BEGIN Data

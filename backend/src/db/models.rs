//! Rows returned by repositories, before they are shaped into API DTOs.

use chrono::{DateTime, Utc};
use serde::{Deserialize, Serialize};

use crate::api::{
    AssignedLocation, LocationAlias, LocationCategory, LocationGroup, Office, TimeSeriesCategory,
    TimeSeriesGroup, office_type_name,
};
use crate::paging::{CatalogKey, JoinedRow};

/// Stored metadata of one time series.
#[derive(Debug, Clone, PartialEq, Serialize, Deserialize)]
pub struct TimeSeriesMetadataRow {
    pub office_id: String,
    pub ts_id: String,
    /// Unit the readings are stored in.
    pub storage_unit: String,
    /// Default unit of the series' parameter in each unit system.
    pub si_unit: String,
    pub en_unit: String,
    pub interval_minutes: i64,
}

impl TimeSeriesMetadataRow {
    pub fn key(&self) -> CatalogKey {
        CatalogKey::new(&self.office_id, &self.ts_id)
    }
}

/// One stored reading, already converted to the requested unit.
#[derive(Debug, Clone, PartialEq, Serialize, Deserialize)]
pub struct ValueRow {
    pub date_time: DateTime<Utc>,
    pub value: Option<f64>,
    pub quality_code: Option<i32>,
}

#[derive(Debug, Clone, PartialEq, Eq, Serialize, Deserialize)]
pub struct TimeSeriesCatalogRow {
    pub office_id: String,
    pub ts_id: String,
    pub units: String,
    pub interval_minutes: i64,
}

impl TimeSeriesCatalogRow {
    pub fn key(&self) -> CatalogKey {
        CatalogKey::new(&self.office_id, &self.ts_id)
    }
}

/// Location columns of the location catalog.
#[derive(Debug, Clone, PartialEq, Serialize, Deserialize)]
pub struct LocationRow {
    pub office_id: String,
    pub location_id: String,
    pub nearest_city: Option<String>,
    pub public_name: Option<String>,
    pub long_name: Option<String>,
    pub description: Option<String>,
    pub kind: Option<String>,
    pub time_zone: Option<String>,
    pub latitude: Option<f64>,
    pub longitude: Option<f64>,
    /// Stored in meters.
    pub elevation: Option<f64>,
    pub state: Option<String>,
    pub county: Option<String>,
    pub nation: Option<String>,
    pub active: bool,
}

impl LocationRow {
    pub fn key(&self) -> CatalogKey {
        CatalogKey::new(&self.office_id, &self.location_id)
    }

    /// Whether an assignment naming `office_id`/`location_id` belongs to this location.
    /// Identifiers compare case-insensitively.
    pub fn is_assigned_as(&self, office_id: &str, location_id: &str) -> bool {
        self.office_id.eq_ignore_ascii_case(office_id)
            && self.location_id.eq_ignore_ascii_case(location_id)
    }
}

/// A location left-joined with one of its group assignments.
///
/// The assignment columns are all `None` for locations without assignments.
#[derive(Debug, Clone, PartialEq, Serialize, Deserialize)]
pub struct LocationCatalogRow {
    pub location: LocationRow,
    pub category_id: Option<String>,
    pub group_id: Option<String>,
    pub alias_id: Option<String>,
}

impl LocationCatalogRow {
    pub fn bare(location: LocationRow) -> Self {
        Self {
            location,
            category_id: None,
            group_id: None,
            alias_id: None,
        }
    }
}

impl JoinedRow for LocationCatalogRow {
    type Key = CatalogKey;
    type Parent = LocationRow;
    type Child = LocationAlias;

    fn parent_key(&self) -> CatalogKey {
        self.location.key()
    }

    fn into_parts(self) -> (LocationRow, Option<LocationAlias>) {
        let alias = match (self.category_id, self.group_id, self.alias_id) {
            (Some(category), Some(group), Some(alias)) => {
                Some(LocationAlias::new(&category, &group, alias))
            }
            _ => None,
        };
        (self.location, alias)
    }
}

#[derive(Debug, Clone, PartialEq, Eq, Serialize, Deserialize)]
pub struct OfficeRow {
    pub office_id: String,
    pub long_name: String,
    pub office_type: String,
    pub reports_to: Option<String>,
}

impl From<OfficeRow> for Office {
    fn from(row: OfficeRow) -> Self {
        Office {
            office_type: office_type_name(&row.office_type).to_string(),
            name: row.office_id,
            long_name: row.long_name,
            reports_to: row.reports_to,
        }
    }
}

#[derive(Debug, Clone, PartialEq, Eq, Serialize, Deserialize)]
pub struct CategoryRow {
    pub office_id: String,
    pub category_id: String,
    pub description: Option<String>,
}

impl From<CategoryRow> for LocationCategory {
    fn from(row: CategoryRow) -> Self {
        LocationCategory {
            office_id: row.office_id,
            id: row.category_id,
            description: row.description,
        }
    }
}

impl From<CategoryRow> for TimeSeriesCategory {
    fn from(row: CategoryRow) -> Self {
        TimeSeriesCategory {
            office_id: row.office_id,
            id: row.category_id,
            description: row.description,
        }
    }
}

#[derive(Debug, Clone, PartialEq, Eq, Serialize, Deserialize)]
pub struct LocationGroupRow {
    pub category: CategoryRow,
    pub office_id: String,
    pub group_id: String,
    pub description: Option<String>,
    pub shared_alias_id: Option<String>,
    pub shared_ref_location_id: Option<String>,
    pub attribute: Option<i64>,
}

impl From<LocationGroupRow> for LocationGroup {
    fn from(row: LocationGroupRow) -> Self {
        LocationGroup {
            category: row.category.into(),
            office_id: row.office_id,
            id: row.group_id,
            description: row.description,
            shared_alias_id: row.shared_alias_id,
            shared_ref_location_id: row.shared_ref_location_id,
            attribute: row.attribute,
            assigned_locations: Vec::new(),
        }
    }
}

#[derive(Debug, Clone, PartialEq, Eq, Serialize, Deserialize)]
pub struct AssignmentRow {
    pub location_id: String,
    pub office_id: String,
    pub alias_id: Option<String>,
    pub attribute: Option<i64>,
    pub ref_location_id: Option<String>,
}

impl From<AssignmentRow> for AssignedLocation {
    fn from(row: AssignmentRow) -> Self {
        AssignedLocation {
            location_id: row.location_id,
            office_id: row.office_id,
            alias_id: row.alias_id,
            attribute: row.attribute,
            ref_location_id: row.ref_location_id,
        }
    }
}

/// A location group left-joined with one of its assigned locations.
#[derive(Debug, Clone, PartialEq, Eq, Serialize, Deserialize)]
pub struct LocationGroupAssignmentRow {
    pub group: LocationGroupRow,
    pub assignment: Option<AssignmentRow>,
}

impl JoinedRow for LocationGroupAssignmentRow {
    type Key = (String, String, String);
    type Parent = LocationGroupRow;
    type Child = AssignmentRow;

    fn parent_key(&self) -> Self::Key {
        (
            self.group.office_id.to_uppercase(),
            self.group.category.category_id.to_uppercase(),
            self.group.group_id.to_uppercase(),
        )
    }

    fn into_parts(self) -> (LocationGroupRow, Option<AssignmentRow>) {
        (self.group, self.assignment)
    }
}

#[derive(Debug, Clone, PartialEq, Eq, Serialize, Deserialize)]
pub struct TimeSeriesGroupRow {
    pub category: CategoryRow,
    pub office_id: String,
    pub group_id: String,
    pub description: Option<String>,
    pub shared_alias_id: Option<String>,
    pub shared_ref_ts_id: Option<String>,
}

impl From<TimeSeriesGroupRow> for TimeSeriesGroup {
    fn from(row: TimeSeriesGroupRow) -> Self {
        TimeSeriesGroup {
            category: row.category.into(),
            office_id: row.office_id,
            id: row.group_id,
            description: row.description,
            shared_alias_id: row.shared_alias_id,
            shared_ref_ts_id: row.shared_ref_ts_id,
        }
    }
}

END Data

## Your assignment
Every line of the listing that includes the word "LocationGroupRow" forms the answer.

## Exercise output
pub struct LocationGroupRow {
impl From<LocationGroupRow> for LocationGroup {
    fn from(row: LocationGroupRow) -> Self {
    pub group: LocationGroupRow,
    type Parent = LocationGroupRow;
    fn into_parts(self) -> (LocationGroupRow, Option<AssignmentRow>) {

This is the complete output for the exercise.